DRNC asks you to join our advocacy work around this critical issue.
What’s next?
This is part three of a series examining the use of solitary confinement in NC’s prisons. Stay tuned for more segments in this series: policies that affect prison staff decisions about sending incarcerated people to solitary, and what we can do to stop the use of long-term solitary confinement.
View our previous posts and learn more about our campaign to Stop Torture in NC Prisons. There, you can also sign up to receive news and alerts from the campaign.
#StopTortureinNCPrisons
[1] See Jessica Lee, Lonely Too Long: Redefining and Reforming Juvenile Solitary Confinement, 85 Fordham L. Rev. 845 (2016); Jennifer Lynn Tanner & Jeffrey Jensen Arnett, The Emergence of ‘Emerging Adulthood’: The New Life Stage Between Adolescence and Young Adulthood, in Handbook of Youth and Young Adulthood 39, 39 (Andy Furlong ed., 2005).
[2] See Part I.A.3.
[3] “Solitary confinement as a punishment for crime has a very interesting history of its own in almost all countries where imprisonment is one of the means of punishment. In a very exhaustive article on this subject in the American Encyclopedia, Volume XIII, under the word “Prison,” this history is given.

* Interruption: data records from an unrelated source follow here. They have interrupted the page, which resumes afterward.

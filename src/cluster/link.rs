//! Cluster link driver
//!
//! Links are one-directional. A node sends its replication stream on the
//! links it dials (one per configured peer) and applies what arrives on the
//! links it accepts, so every message reaches each peer exactly once. A
//! dialed link opens with Hello followed by the retained snapshot; it is
//! re-dialed with exponential backoff when it fails.

use std::sync::Arc;
use std::time::{Duration, Instant};

use bytes::{Bytes, BytesMut};
use parking_lot::Mutex;
use tokio::io::{AsyncReadExt, AsyncWriteExt};
use tokio::net::{TcpListener, TcpStream};
use tokio::sync::mpsc;
use tokio::task::JoinHandle;
use tracing::{debug, error, info, warn};

use super::protocol::{ClusterError, ClusterFramer, ClusterMessage, HelloHeader, CLUSTER_PROTOCOL_VERSION};
use crate::broker::Broker;
use crate::config::ClusterConfig;

type Outbox = mpsc::UnboundedSender<Bytes>;

/// Running cluster link driver
pub struct ClusterLinks {
    node_id: String,
    config: ClusterConfig,
    broker: Arc<Broker>,
    /// One sender per connected outbound link
    outboxes: Mutex<Vec<(String, Outbox)>>,
}

impl ClusterLinks {
    pub fn new(config: ClusterConfig, broker: Arc<Broker>) -> Arc<Self> {
        Arc::new(Self {
            node_id: broker.node_id().to_string(),
            config,
            broker,
            outboxes: Mutex::new(Vec::new()),
        })
    }

    /// Start the listener, one dialer per peer and the fan-out of `replication`
    pub async fn start(
        self: &Arc<Self>,
        replication: mpsc::UnboundedReceiver<ClusterMessage>,
    ) -> Result<Vec<JoinHandle<()>>, ClusterError> {
        let listener = TcpListener::bind(self.config.listen_addr).await?;
        info!(
            node_id = %self.node_id,
            "Cluster link listener on {}",
            listener.local_addr()?
        );
        Ok(self.start_with_listener(listener, replication))
    }

    pub fn start_with_listener(
        self: &Arc<Self>,
        listener: TcpListener,
        replication: mpsc::UnboundedReceiver<ClusterMessage>,
    ) -> Vec<JoinHandle<()>> {
        let mut tasks = Vec::with_capacity(self.config.peers.len() + 2);
        tasks.push(tokio::spawn(self.clone().accept_loop(listener)));
        tasks.push(tokio::spawn(self.clone().fan_out(replication)));
        for peer in self.config.peers.clone() {
            tasks.push(tokio::spawn(self.clone().dial_loop(peer)));
        }
        tasks
    }

    /// Number of outbound links currently up
    pub fn connected_peers(&self) -> usize {
        self.outboxes.lock().len()
    }

    /// Encode each replicated message once and hand it to every link
    async fn fan_out(self: Arc<Self>, mut replication: mpsc::UnboundedReceiver<ClusterMessage>) {
        while let Some(msg) = replication.recv().await {
            let frame = match msg.to_bytes() {
                Ok(frame) => frame,
                Err(e) => {
                    error!("Failed to encode {} for the cluster: {}", msg.type_name(), e);
                    continue;
                }
            };
            self.outboxes
                .lock()
                .retain(|(_, outbox)| outbox.send(frame.clone()).is_ok());
        }
        debug!("Replication stream closed");
    }

    async fn dial_loop(self: Arc<Self>, peer: String) {
        let mut retry = self.config.reconnect_min;
        loop {
            debug!(peer = %peer, "Dialing cluster peer");
            match self.run_outbound(&peer).await {
                Ok(()) => {
                    info!(peer = %peer, "Cluster link closed");
                    retry = self.config.reconnect_min;
                }
                Err(e) => {
                    warn!(peer = %peer, "Cluster link failed: {}", e);
                }
            }
            debug!(peer = %peer, "Reconnecting in {:?}", retry);
            tokio::time::sleep(retry).await;
            retry = std::cmp::min(retry * 2, self.config.reconnect_max.max(Duration::from_millis(1)));
        }
    }

    async fn run_outbound(&self, peer: &str) -> Result<(), ClusterError> {
        let stream = tokio::time::timeout(self.config.connect_timeout, TcpStream::connect(peer))
            .await
            .map_err(|_| {
                ClusterError::Io(std::io::Error::new(
                    std::io::ErrorKind::TimedOut,
                    "connect timeout",
                ))
            })??;
        let _ = stream.set_nodelay(true);
        let (mut read_half, mut write_half) = stream.into_split();

        // Register before the snapshot so nothing published meanwhile is lost
        let (tx, mut rx) = mpsc::unbounded_channel();
        self.outboxes.lock().push((peer.to_string(), tx));

        let mut opening = BytesMut::new();
        ClusterMessage::Hello(HelloHeader {
            node_id: self.node_id.clone(),
            version: CLUSTER_PROTOCOL_VERSION,
        })
        .encode(&mut opening)?;
        for msg in self.broker.retained_snapshot(Instant::now()) {
            msg.encode(&mut opening)?;
        }
        let result = self
            .pump(&mut read_half, &mut write_half, opening.freeze(), &mut rx)
            .await;
        self.outboxes.lock().retain(|(name, _)| name != peer);
        result
    }

    async fn pump(
        &self,
        read_half: &mut tokio::net::tcp::OwnedReadHalf,
        write_half: &mut tokio::net::tcp::OwnedWriteHalf,
        opening: Bytes,
        rx: &mut mpsc::UnboundedReceiver<Bytes>,
    ) -> Result<(), ClusterError> {
        write_half.write_all(&opening).await?;
        info!("Cluster link up");

        // Nothing is expected back on an outbound link; reading only
        // detects the peer going away
        let mut scratch = [0u8; 64];
        loop {
            tokio::select! {
                frame = rx.recv() => match frame {
                    Some(frame) => write_half.write_all(&frame).await?,
                    None => return Ok(()),
                },
                result = read_half.read(&mut scratch) => match result? {
                    0 => return Ok(()),
                    _ => {}
                },
            }
        }
    }

    async fn accept_loop(self: Arc<Self>, listener: TcpListener) {
        loop {
            match listener.accept().await {
                Ok((stream, addr)) => {
                    debug!("Cluster link from {}", addr);
                    let links = self.clone();
                    tokio::spawn(async move {
                        if let Err(e) = links.run_inbound(stream).await {
                            warn!("Cluster link from {} closed: {}", addr, e);
                        }
                    });
                }
                Err(e) => {
                    error!("Failed to accept cluster link: {}", e);
                }
            }
        }
    }

    /// Read an inbound link: Hello first, then messages to apply
    async fn run_inbound(&self, mut stream: TcpStream) -> Result<(), ClusterError> {
        let mut framer = ClusterFramer::new(self.config.max_frame_size);
        let mut read_buf = BytesMut::with_capacity(16 * 1024);
        let mut peer: Option<String> = None;

        loop {
            read_buf.clear();
            if stream.read_buf(&mut read_buf).await? == 0 {
                if let Some(peer) = &peer {
                    info!(peer = %peer, "Cluster peer disconnected");
                }
                return Ok(());
            }
            framer.push(&read_buf);
            while let Some(msg) = framer.next_message()? {
                match (&peer, msg) {
                    (None, ClusterMessage::Hello(hello)) => {
                        if hello.version != CLUSTER_PROTOCOL_VERSION {
                            return Err(ClusterError::VersionMismatch(hello.version));
                        }
                        info!(peer = %hello.node_id, "Cluster peer connected");
                        peer = Some(hello.node_id);
                    }
                    (None, _) => {
                        return Err(ClusterError::InvalidField("expected Hello"));
                    }
                    (Some(from), msg) => {
                        if let Err(e) = self.broker.apply_cluster(from, msg, Instant::now()) {
                            warn!(peer = %from, "Dropped cluster message: {}", e);
                        }
                    }
                }
            }
        }
    }
}

impl std::fmt::Debug for ClusterLinks {
    fn fmt(&self, f: &mut std::fmt::Formatter<'_>) -> std::fmt::Result {
        f.debug_struct("ClusterLinks")
            .field("node_id", &self.node_id)
            .field("peers", &self.config.peers)
            .finish()
    }
}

In that article it is said that the first plan adopted, when public attention was called to the evils of congregating persons in masses without employment, was the solitary prison connected with the Hospital San Michele at Rome in 1703, but little known prior to the experiment in Walnut Street Penitentiary in Philadelphia in 1787. The peculiarities of this system were the complete isolation of the prisoner from all human society, and his confinement in a cell of considerable size, so arranged that he had no direct intercourse with or sight of any human being and no employment or instruction. Other prisons on the same plan, which were less liberal in the size of their cells and the perfection of their appliances, were erected in Massachusetts, New Jersey, Maryland, and some of the other states. But experience demonstrated that there were serious objections to it. A considerable number of the prisoners fell, after even a short confinement, into a semi-fatuous condition, from which it was next to impossible to arouse them, and others became violently insane; others still committed suicide, while those who stood the ordeal better were not generally reformed, and in most cases did not recover sufficient mental activity to be of any subsequent service to the community. It became evident that some changes must be made in the system, and the separate system was originated by the Philadelphia Society for Ameliorating the Miseries of Public Prisons, founded in 1787.” Excerpted from In Re Medley, 134 US 160 (1890).